このイベントは幼児から小学生を対象とした子ども向けのお仕事体験で、私は医師・看護師・医学/看護学生から成るボランティアとともに、ドクター・ナースのお仕事体験ブースの運営を担当しました。
子どもたちには、血圧やSpO₂などのバイタル測定、聴診、耳鏡を使った観察、予防接種についての学習、針を付けない注射器を使った模擬注射、さらにレントゲン写真を見て骨折部位を指摘する、といった体験をしてもらいました。
私はその中でレントゲン写真のコーナーを担当し、レントゲンの仕組みを説明するとともにクイズを出題しました。
子どもたちに関節と骨折の違いを理解してもらうのに苦労した一方で、胸部レントゲンの隅に写る鎖骨骨折を見抜く3歳児がいたりと、驚きと発見の連続でした。また、保護者の方から「この骨折は手術になりますか?」といった鋭い質問が寄せられる場面もありました。
他のコーナーでは、特に注射体験が人気で、幼児たちが満面の笑みでパパやママに注射している姿がとても微笑ましかったです。
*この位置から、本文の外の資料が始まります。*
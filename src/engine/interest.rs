//! Simple interest, compounding and present/future value of a single sum
//!
//! Rates are percentages throughout (5.0 means 5%). Nothing here guards the
//! real domain: a non-positive growth base with a fractional period count,
//! or a zero present value in `discount_rate`, comes back as NaN or infinity.

use log::debug;

/// Convert a percentage rate to a fraction
#[inline]
pub(crate) fn fraction(rate_pct: f64) -> f64 {
    rate_pct / 100.0
}

/// Simple interest: SI = P * R * T / 100
pub fn simple_interest(principal: f64, rate_pct: f64, duration: f64) -> f64 {
    principal * rate_pct * duration / 100.0
}

/// Present value of a sum received after `num_periods` periods
///
/// PV = FV / (1 + i)^n
pub fn present_value(future_value: f64, rate_pct: f64, num_periods: f64) -> f64 {
    future_value / (1.0 + fraction(rate_pct)).powf(num_periods)
}

/// Future value of a sum invested today for `num_periods` periods
///
/// FV = PV * (1 + i)^n
pub fn future_value(present_value: f64, rate_pct: f64, num_periods: f64) -> f64 {
    let rate = fraction(rate_pct);
    let fv = present_value * (1.0 + rate).powf(num_periods);
    debug!(
        "FV (PV: {} Rate: {} Period: {}) : {}",
        present_value, rate, num_periods, fv
    );
    fv
}

/// Interest earned by compounding `principal` for `num_periods` periods
pub fn compound_interest(principal: f64, rate_pct: f64, num_periods: f64) -> f64 {
    future_value(principal, rate_pct, num_periods) - principal
}

/// Periodic rate that grows `present_value` into `future_value`
///
/// i = (FV / PV)^(1/n) - 1, returned as a fraction (0.05 for 5%).
pub fn discount_rate(future_value: f64, present_value: f64, num_periods: f64) -> f64 {
    (future_value / present_value).powf(1.0 / num_periods) - 1.0
}

/// Same as [`discount_rate`] but expressed as a percentage
pub fn discount_rate_pct(future_value: f64, present_value: f64, num_periods: f64) -> f64 {
    discount_rate(future_value, present_value, num_periods) * 100.0
}

#[cfg(test)]
mod tests {
    use super::*;
    use approx::assert_relative_eq;

    #[test]
    fn test_simple_interest() {
        assert_eq!(simple_interest(1000.0, 5.0, 2.0), 100.0);
        assert_eq!(simple_interest(1000.0, 5.0, 0.0), 0.0);
        // Negative duration is not validated
        assert_eq!(simple_interest(1000.0, 5.0, -2.0), -100.0);
    }

    #[test]
    fn test_present_value_one_period() {
        let pv = present_value(1000.0, 10.0, 1.0);
        assert_relative_eq!(pv, 1000.0 / 1.1, max_relative = 1e-12);
        assert!((pv - 909.0909).abs() < 1e-4);
    }

    #[test]
    fn test_pv_fv_round_trip() {
        for &rate in &[-50.0, -5.0, 0.0, 2.5, 10.0, 150.0] {
            for &n in &[0.0, 0.5, 1.0, 7.0, 30.0] {
                let fv = future_value(1234.56, rate, n);
                let back = present_value(fv, rate, n);
                assert_relative_eq!(back, 1234.56, max_relative = 1e-9);
            }
        }
    }

    #[test]
    fn test_compound_interest() {
        // 1000 at 10% for 2 periods: 1210 - 1000
        assert_relative_eq!(compound_interest(1000.0, 10.0, 2.0), 210.0, max_relative = 1e-12);
        assert_eq!(compound_interest(1000.0, 0.0, 5.0), 0.0);
    }

    #[test]
    fn test_discount_rate_inverts_future_value() {
        let fv = future_value(500.0, 6.0, 4.0);
        let rate = discount_rate(fv, 500.0, 4.0);
        assert_relative_eq!(rate, 0.06, max_relative = 1e-10);
        assert_relative_eq!(discount_rate_pct(fv, 500.0, 4.0), 6.0, max_relative = 1e-10);
    }

    #[test]
    fn test_domain_errors_are_not_finite() {
        // Negative growth base with fractional periods
        assert!(present_value(100.0, -150.0, 0.5).is_nan());
        // Zero present value
        assert!(!discount_rate(100.0, 0.0, 2.0).is_finite());
        // Negative ratio with fractional root
        assert!(discount_rate(-100.0, 50.0, 2.0).is_nan());
    }
}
子どもの注射は「暴れて大変」という印象を持たれがちですが、最近は予防接種前に医師が子どもに分かりやすく説明し、納得したうえで接種を受けてもらう取り組みも行われていると聞きます。
子どもたちが生き生きと注射を行う様子や、クイズに真剣に取り組む眼差しを見て、子どもだから説明しても理解できないとは限らないと実感しました。病院を受診した際に何をするのかを理解してもらうことは大切ですが、現場では時間や余裕がないことも多いからこそ、このようなイベントを通して医療に触れ、親近感を持ってもらうことの意義を感じました。
また、私自身は救急外来で小児患者さんを診察する際、「泣かないでほしい(聴診ができなくなるので)」と心の中で願いながら、どこかおっかなびっくり接してしまうところがあり、子どもへの対応に苦手意識もありました。
しかしボランティアの医師・看護師・学生たちは、子どもと目線を合わせてしゃがみ込み、丁寧に説明し、溢れんばかりの笑顔を向けており、その姿がとても印象的でした。私にとっても、子どもとの関わり方を見つめ直す良い機会となりました。
病院の外で地域の皆さまと関わるこうした機会は大変貴重です。このような場を与えてくださった恩師に感謝するとともに、今後は私自身も、地域の方々と医療機関との垣根を低くし、交流を深める一助となれればと思います。